How to find and use your vehicle’s privacy settings
The opt-out controls are real, but they come with caveats. Based on the automaker disclosures to Senator Markey and manufacturer support pages, here is what drivers can do:
- Check the infotainment system. Most connected vehicles from GM, Ford, Toyota, Hyundai, and other major brands have a “Connected Services,” “Privacy,” or “Data Sharing” menu buried in the settings screen. Look for toggles labeled “vehicle data sharing,” “location sharing,” or “driving behavior.” The exact wording varies by brand and model year.
- Review the companion app. Many automakers offer separate data-sharing controls through their smartphone apps (myChevrolet, FordPass, Toyota Connected Services, and others). Permissions you granted during app setup may need to be revoked independently from in-vehicle settings.
- Call the automaker directly.
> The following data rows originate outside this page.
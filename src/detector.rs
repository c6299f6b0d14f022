use crate::detection::Detection;
use crate::error::{Error, Result};
use crate::frame::Frame;
use crate::scene::{FrameResult, Scene};

/// External detector collaborator. The engine never looks inside the
/// model; it only consumes the per-frame detection list.
pub trait Detector {
    type Error: std::fmt::Display;

    /// Run inference on one decoded frame image.
    fn detect(&mut self, image: &[u8], width: u32, height: u32)
        -> std::result::Result<Vec<Detection>, Self::Error>;
}

/// Couples a detector with one scene so callers can push raw frames
/// and get back boxes and alerts.
///
/// A detector failure aborts the frame before any track state is read
/// or written, so a failed frame behaves as if it never happened.
pub struct Pipeline<D: Detector> {
    detector: D,
    scene: Scene,
}

impl<D: Detector> Pipeline<D> {
    pub fn new(detector: D, scene: Scene) -> Self {
        Self { detector, scene }
    }

    pub fn process(&mut self, image: &[u8], width: u32, height: u32) -> Result<FrameResult> {
        let detections = self
            .detector
            .detect(image, width, height)
            .map_err(|e| Error::Collaborator(e.to_string()))?;

        let frame = Frame::new((width, height), detections);
        Ok(self.scene.process_frame(&frame))
    }

    #[inline]
    pub fn scene(&self) -> &Scene {
        &self.scene
    }

    #[inline]
    pub fn scene_mut(&mut self) -> &mut Scene {
        &mut self.scene
    }
}
use nalgebra as na;
use serde_derive::{Deserialize, Serialize};

use crate::bbox::{BBox, Ltrb};
use crate::error::Error;

/// One detector output for one frame: corner-format bounding box,
/// confidence and class id. Lives only for the duration of that
/// frame's processing.
#[derive(Serialize, Deserialize, Debug, Clone, Copy)]
pub struct Detection {
    pub x1: f32,
    pub y1: f32,
    pub x2: f32,
    pub y2: f32,
    #[serde(rename = "p")]
    pub confidence: f32,
    #[serde(rename = "c")]
    pub class: i32,
}

impl Detection {
    pub fn new(x1: f32, y1: f32, x2: f32, y2: f32, confidence: f32, class: i32) -> Self {
        Self {
            x1,
            y1,
            x2,
            y2,
            confidence,
            class,
        }
    }

    #[inline(always)]
    pub fn bbox(&self) -> BBox<Ltrb> {
        BBox::ltrb(self.x1, self.y1, self.x2, self.y2)
    }

    #[inline]
    pub fn centroid(&self) -> na::Point2<f32> {
        self.bbox().center()
    }

    /// Rejects degenerate boxes and boxes outside the frame.
    /// A rejected detection is skipped; it never touches track state.
    pub fn validate(&self, dims: (u32, u32)) -> Result<(), Error> {
        if !(self.x1 < self.x2 && self.y1 < self.y2) {
            return Err(Error::InvalidDetection(format!(
                "degenerate box ({}, {}, {}, {})",
                self.x1, self.y1, self.x2, self.y2
            )));
        }

        let (fw, fh) = (dims.0 as f32, dims.1 as f32);
        if self.x1 < 0. || self.y1 < 0. || self.x2 > fw || self.y2 > fh {
            return Err(Error::InvalidDetection(format!(
                "box ({}, {}, {}, {}) outside frame {}x{}",
                self.x1, self.y1, self.x2, self.y2, dims.0, dims.1
            )));
        }

        Ok(())
    }
}

#[cfg(test)]
mod tests {
    use super::*;
    use approx::assert_relative_eq;

    #[test]
    fn test_centroid() {
        let det = Detection::new(100., 100., 500., 500., 0.9, 2);
        let c = det.centroid();

        assert_relative_eq!(c.x, 300.0);
        assert_relative_eq!(c.y, 300.0);
    }

    #[test]
    fn test_validate_ok() {
        let det = Detection::new(10., 10., 50., 80., 0.9, 0);
        assert!(det.validate((640, 480)).is_ok());
    }

    #[test]
    fn test_validate_degenerate() {
        let det = Detection::new(50., 10., 50., 80., 0.9, 0);
        assert!(matches!(
            det.validate((640, 480)),
            Err(Error::InvalidDetection(_))
        ));

        let det = Detection::new(10., 80., 50., 10., 0.9, 0);
        assert!(det.validate((640, 480)).is_err());
    }

    #[test]
    fn test_validate_out_of_frame() {
        let det = Detection::new(600., 10., 700., 80., 0.9, 0);
        assert!(det.validate((640, 480)).is_err());

        let det = Detection::new(-5., 10., 50., 80., 0.9, 0);
        assert!(det.validate((640, 480)).is_err());
    }
}
use serde_derive::Serialize;

use crate::config::AlertMode;
use crate::track::{Track, TrackId};

/// Emitted when a track has stayed inside the geofence past the
/// configured frame threshold.
#[derive(Serialize, Debug, Clone, PartialEq)]
pub struct Alert {
    pub track_id: TrackId,
    pub dwell_frames: u32,
    pub message: String,
}

impl Alert {
    fn new(track_id: TrackId, dwell_frames: u32) -> Self {
        Self {
            track_id,
            dwell_frames,
            message: format!("object {track_id} inside polygon for {dwell_frames} frames"),
        }
    }
}

/// Per-track dwell bookkeeping.
///
/// A track is in one of three implicit states: outside, inside below
/// threshold, inside alerting. Entering the polygon starts the dwell
/// counter at 1; every further inside-frame increments it; leaving
/// resets it to 0. The threshold comparison is strict, so alerts
/// start on the frame where `dwell_frames` reaches `threshold + 1`.
pub struct DwellAccountant {
    threshold: u32,
    mode: AlertMode,
}

impl DwellAccountant {
    pub fn new(threshold: u32, mode: AlertMode) -> Self {
        Self { threshold, mode }
    }

    /// Folds this frame's polygon membership into the track and
    /// decides whether an alert fires.
    pub fn update(&self, track: &mut Track, inside_now: bool) -> Option<Alert> {
        if !inside_now {
            track.inside_polygon = false;
            track.dwell_frames = 0;
            return None;
        }

        if track.inside_polygon {
            track.dwell_frames += 1;
        } else {
            track.inside_polygon = true;
            track.dwell_frames = 1;
        }

        self.check(track)
    }

    /// Alert decision for a track created this frame. The store has
    /// already seeded its dwell state, so only the threshold check
    /// remains.
    pub fn admit(&self, track: &Track) -> Option<Alert> {
        self.check(track)
    }

    fn check(&self, track: &Track) -> Option<Alert> {
        if !track.inside_polygon || track.dwell_frames <= self.threshold {
            return None;
        }

        match self.mode {
            AlertMode::EveryFrame => Some(Alert::new(track.id, track.dwell_frames)),
            AlertMode::OncePerEpisode => (track.dwell_frames == self.threshold + 1)
                .then(|| Alert::new(track.id, track.dwell_frames)),
        }
    }
}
Some manufacturers require a phone call to fully opt out. GM’s OnStar, for example, has historically required owners to contact a representative to cancel certain data-sharing features. If you cannot find a toggle in the car or the app, a call to the connected-services hotline is the fallback.
- Understand what you lose. Disabling connected services may also turn off automatic crash notification, stolen-vehicle tracking, remote start, and real-time traffic updates. That is a real trade-off, and each driver has to weigh privacy against safety and convenience for their own situation.
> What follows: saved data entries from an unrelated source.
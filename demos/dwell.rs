//! Synthetic walkthrough: one object enters the geofence, dwells past
//! the threshold and leaves again.
//!
//! Run with `cargo run --example dwell`.

use dwelltrack::{Detection, DwellTracker, Frame, Geofence, SceneConfig};

fn frame_at(cx: f32, cy: f32) -> Frame {
    Frame::new(
        (640, 640),
        vec![Detection::new(cx - 20., cy - 20., cx + 20., cy + 20., 0.92, 0)],
    )
}

fn main() -> dwelltrack::Result<()> {
    tracing_subscriber::fmt()
        .with_max_level(tracing::Level::DEBUG)
        .init();

    let fence =
        Geofence::from_tuples(&[(100., 100.), (500., 100.), (500., 500.), (100., 500.)])?;

    let mut tracker = DwellTracker::new();
    tracker.add_scene("cam0", fence, SceneConfig::new(2))?;

    // walk in from outside the fence, dwell, then walk back out
    let path = [
        (300., 60.),
        (300., 105.),
        (300., 150.),
        (300., 150.),
        (300., 150.),
        (300., 150.),
        (300., 105.),
        (300., 60.),
    ];

    for (i, &(x, y)) in path.iter().enumerate() {
        let result = tracker.process("cam0", &frame_at(x, y))?;

        println!(
            "frame {}: {} box(es), {} alert(s)",
            i + 1,
            result.boxes.len(),
            result.alerts.len()
        );
        for alert in &result.alerts {
            println!("  -> {}", alert.message);
        }
    }

    Ok(())
}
One important caveat: no independent audit has verified that toggling these settings fully stops all third-party data flows. Opting out is the best available step, but until automakers or regulators publish detailed technical disclosures, it is not a guaranteed shield.
The questions regulators still have not answered
Several significant gaps remain. As of this writing, no insurer has publicly detailed how it weights purchased telematics data inside its rate-setting algorithms. The FTC and Texas AG describe the end result, higher premiums or coverage changes, but the internal math that converts a hard-braking event into a dollar figure on your renewal notice is still opaque.
The scope of the problem beyond GM, Allstate, and Arity is also unclear. The FTC case names one automaker; the Texas lawsuit names one broker and its parent insurer. Senator Markey’s inquiry went to multiple manufacturers, which suggests the practice extends further, but no additional enforcement actions have been announced as of June 2026.
Federal privacy legislation that would set uniform rules for connected-vehicle data has been discussed in Congress but has not advanced to a vote. Until it does, enforcement will continue to happen case by case, state by state.
How to check whether your data has already been sold
If your vehicle has an active cellular connection, it has the technical ability to share your driving behavior with third parties. That is not a hypothetical; the enforcement record proves the pipeline exists, and the automakers’ own letters confirm that opt-out controls are available. Start by requesting your consumer disclosure report from LexisNexis, the agency named most often in connection with vehicle telematics data. If driving data appears on that report and you never consented to share it, you have grounds to dispute it under the Fair Credit Reporting Act. Then open your infotainment settings, check the companion app, and call the hotline if you have to. The controls may not be perfect, but they are the only lever drivers have until regulators or lawmakers close the gaps that let this data market operate in the first place.